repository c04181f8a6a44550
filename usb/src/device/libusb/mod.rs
pub mod device;
#[cfg(feature = "clap")]
use clap::ValueEnum;

use enum_map::Enum;
use strum::{Display, EnumCount, EnumIter};

/// Firmware operating modes, numbered as the device reports them.
#[derive(Copy, Clone, Debug, Display, EnumIter, EnumCount, PartialEq, Eq)]
#[cfg_attr(feature = "clap", derive(ValueEnum))]
pub enum DfcMode {
    #[strum(to_string = "UART-ONLY")]
    UartOnly = 0,
    #[strum(to_string = "SINGLE-ADC")]
    SingleAdc = 1,
    #[strum(to_string = "DUAL-ADC")]
    DualAdc = 2,
    #[strum(to_string = "DAC")]
    Dac = 3,
    #[strum(to_string = "SINGLE-ADC-FX3-CLOCK")]
    SingleAdcFx3Clock = 4,
    #[strum(to_string = "DAC-FX3-CLOCK")]
    DacFx3Clock = 5,
}

impl DfcMode {
    pub fn id(&self) -> u8 {
        *self as u8
    }

    pub fn from_id(id: u8) -> Option<DfcMode> {
        match id {
            0 => Some(DfcMode::UartOnly),
            1 => Some(DfcMode::SingleAdc),
            2 => Some(DfcMode::DualAdc),
            3 => Some(DfcMode::Dac),
            4 => Some(DfcMode::SingleAdcFx3Clock),
            5 => Some(DfcMode::DacFx3Clock),
            _ => None,
        }
    }

    /// The mode used when none was requested for a given direction.
    pub fn default_for(direction: StreamDirection) -> DfcMode {
        match direction {
            StreamDirection::Capture => DfcMode::SingleAdc,
            StreamDirection::Playback => DfcMode::Dac,
        }
    }

    pub fn supports(&self, direction: StreamDirection) -> bool {
        match direction {
            StreamDirection::Capture => matches!(
                self,
                DfcMode::SingleAdc | DfcMode::DualAdc | DfcMode::SingleAdcFx3Clock
            ),
            StreamDirection::Playback => matches!(self, DfcMode::Dac | DfcMode::DacFx3Clock),
        }
    }

    /// In these modes the device generates the sample clock itself, so the
    /// external synthesizer is left alone.
    pub fn uses_internal_clock(&self) -> bool {
        matches!(self, DfcMode::SingleAdcFx3Clock | DfcMode::DacFx3Clock)
    }
}

#[derive(Copy, Clone, Debug, Display, PartialEq, Eq)]
pub enum StreamDirection {
    /// Device to host.
    Capture,
    /// Host to device.
    Playback,
}

/// Logical channels of the interleaved 16-bit sample stream.
#[derive(Copy, Clone, Debug, Display, Enum, EnumIter, PartialEq, Eq)]
pub enum Channel {
    Even,
    Odd,
}

impl Channel {
    pub fn for_sample_index(index: usize) -> Channel {
        if index % 2 == 0 {
            Channel::Even
        } else {
            Channel::Odd
        }
    }
}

About this task:
Check every line of the data, and copy the ones that contain "Capture".

Solution to this problem:
            StreamDirection::Capture => DfcMode::SingleAdc,
            StreamDirection::Capture => matches!(
    Capture,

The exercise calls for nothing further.